▶ **YOUR GOAL**: Below are some entries; state how many of their lines include the word "service" and give no more than that number.

▶ **EXTRACTED DATA**:
*** Block opens ***

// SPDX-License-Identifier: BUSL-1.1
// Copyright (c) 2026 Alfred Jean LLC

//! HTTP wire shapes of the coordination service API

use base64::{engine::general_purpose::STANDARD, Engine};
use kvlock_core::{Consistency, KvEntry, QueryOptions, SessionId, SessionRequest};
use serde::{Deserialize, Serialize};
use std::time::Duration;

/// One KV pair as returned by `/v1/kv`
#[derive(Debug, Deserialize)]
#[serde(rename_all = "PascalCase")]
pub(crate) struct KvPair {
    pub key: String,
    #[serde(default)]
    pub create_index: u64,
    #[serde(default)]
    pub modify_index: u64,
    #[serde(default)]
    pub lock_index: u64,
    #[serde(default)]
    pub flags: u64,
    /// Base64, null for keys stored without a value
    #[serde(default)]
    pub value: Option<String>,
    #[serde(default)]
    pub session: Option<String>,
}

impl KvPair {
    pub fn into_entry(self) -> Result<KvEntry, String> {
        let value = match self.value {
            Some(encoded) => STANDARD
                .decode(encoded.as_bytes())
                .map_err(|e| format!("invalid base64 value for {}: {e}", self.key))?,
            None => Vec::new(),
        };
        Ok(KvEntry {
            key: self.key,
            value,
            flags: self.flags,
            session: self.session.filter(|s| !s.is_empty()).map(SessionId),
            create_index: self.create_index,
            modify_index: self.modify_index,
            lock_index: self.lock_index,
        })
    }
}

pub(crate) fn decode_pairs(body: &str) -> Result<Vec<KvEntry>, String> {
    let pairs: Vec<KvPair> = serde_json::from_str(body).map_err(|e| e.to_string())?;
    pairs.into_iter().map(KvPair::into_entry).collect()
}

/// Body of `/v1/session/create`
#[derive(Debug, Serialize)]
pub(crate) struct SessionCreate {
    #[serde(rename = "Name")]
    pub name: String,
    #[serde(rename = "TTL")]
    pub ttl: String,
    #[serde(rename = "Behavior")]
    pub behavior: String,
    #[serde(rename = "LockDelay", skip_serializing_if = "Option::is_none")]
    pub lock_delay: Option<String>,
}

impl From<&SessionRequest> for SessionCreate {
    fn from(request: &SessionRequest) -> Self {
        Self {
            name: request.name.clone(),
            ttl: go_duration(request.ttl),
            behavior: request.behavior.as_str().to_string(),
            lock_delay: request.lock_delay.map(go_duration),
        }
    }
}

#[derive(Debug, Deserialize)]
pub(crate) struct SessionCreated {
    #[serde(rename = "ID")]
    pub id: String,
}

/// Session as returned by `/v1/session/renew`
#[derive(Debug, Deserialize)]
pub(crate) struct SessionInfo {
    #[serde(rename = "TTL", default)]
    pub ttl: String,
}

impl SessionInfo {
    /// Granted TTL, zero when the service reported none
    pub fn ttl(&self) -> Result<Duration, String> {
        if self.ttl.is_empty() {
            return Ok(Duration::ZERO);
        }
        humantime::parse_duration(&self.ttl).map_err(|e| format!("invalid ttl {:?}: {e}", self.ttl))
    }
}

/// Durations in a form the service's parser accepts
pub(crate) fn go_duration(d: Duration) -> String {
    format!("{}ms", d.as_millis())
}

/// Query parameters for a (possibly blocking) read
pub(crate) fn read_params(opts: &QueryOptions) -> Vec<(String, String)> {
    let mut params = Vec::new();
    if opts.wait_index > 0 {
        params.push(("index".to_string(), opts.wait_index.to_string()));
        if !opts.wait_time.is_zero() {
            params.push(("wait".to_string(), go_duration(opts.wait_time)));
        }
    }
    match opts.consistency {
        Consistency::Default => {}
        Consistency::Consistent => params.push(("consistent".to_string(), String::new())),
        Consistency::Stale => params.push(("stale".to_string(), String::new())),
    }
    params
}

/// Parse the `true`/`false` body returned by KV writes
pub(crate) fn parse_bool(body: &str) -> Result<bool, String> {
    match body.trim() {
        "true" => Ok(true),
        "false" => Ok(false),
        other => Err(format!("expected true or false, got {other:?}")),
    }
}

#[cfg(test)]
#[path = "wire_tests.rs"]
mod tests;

*** Block closes ***
*** Block opens ***

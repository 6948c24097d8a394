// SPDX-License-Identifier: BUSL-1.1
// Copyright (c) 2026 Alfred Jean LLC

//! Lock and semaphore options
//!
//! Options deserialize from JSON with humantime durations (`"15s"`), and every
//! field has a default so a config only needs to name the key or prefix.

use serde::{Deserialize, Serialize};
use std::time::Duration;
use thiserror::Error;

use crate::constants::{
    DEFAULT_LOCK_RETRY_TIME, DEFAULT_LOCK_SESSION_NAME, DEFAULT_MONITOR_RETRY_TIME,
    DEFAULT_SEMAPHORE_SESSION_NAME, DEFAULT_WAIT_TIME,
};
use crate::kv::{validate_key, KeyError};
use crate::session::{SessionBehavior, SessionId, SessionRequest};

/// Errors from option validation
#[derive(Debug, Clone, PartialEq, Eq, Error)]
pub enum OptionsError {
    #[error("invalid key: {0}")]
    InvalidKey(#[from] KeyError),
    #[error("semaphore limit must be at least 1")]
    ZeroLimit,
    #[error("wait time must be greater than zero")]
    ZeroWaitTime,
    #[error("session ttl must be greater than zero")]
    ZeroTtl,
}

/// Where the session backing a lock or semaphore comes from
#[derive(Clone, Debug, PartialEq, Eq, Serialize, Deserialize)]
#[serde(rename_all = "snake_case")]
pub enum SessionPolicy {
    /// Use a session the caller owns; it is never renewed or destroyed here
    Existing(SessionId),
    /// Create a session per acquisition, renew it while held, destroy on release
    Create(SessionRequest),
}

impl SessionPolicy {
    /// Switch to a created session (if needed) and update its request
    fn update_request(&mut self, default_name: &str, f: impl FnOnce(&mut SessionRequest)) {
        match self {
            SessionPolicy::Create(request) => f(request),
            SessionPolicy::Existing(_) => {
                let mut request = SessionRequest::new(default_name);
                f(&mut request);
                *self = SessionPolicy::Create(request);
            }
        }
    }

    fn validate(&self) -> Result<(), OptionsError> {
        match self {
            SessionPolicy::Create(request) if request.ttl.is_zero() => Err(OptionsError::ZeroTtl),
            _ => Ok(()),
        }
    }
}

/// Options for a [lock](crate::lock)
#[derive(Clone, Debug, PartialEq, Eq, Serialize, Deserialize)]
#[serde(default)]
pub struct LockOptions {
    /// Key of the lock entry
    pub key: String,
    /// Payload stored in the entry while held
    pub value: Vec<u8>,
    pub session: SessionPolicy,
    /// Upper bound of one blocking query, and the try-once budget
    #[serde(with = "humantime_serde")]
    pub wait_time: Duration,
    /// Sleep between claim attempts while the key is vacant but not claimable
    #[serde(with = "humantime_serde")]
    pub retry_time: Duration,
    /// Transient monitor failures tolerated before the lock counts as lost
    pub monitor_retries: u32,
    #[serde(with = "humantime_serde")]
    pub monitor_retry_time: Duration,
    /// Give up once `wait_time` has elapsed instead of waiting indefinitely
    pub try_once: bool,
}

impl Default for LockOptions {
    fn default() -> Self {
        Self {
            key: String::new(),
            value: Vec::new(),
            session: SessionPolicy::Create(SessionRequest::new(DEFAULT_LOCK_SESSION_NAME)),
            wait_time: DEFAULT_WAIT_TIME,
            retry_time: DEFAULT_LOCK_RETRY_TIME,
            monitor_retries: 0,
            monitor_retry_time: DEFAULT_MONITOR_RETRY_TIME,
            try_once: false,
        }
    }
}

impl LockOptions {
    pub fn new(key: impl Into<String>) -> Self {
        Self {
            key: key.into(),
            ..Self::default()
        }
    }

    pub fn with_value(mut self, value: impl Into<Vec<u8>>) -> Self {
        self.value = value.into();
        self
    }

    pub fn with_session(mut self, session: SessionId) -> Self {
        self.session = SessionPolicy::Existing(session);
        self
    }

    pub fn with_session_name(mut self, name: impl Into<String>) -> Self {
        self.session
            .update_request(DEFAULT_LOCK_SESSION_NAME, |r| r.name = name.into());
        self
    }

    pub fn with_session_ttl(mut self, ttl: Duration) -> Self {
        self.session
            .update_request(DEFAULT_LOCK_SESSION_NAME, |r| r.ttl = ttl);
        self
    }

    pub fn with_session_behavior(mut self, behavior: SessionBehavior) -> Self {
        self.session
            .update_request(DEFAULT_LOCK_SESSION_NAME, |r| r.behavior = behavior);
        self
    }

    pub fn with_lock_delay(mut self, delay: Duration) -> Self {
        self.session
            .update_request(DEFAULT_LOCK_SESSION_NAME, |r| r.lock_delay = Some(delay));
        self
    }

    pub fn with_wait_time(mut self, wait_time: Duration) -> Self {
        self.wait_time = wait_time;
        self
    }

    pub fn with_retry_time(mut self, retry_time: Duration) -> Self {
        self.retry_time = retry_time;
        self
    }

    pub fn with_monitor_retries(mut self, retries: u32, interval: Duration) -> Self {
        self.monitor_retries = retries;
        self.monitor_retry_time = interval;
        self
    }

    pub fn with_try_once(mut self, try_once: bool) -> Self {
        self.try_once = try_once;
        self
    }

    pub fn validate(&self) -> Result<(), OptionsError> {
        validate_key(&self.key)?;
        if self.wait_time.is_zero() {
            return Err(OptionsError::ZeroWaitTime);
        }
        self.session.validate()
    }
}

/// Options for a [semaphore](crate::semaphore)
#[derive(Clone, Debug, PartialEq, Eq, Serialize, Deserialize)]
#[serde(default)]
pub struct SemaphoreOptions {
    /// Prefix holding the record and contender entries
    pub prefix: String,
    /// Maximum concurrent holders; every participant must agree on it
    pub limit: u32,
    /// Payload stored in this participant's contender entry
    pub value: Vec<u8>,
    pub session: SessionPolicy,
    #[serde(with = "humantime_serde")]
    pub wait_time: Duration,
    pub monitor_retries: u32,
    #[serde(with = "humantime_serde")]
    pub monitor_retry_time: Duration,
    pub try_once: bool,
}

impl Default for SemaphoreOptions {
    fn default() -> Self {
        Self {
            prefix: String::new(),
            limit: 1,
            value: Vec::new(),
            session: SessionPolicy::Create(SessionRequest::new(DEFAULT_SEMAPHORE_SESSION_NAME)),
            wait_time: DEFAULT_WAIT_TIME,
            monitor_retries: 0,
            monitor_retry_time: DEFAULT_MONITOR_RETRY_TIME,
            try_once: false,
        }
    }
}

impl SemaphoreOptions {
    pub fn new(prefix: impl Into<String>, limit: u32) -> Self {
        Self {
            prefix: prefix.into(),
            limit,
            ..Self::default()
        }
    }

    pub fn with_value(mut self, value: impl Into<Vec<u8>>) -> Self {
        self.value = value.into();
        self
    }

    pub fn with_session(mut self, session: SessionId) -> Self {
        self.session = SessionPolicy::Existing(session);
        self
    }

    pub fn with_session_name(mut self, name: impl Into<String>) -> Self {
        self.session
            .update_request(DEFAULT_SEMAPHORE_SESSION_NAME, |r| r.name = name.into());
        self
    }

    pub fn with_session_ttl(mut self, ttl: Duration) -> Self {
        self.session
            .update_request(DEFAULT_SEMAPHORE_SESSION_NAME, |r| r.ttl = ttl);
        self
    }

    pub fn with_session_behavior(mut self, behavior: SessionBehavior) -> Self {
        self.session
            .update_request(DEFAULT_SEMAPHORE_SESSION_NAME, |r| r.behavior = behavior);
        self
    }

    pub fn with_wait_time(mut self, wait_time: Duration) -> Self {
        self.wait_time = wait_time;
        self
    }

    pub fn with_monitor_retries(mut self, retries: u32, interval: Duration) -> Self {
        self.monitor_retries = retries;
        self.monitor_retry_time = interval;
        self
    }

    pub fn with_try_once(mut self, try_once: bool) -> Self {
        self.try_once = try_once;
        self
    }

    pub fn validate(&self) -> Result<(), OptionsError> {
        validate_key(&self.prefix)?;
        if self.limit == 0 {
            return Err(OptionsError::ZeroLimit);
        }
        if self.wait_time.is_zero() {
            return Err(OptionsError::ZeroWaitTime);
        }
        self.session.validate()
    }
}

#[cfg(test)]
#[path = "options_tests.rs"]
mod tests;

*** Block closes ***

▶ **SOLUTION TO THIS EXERCISE**: 3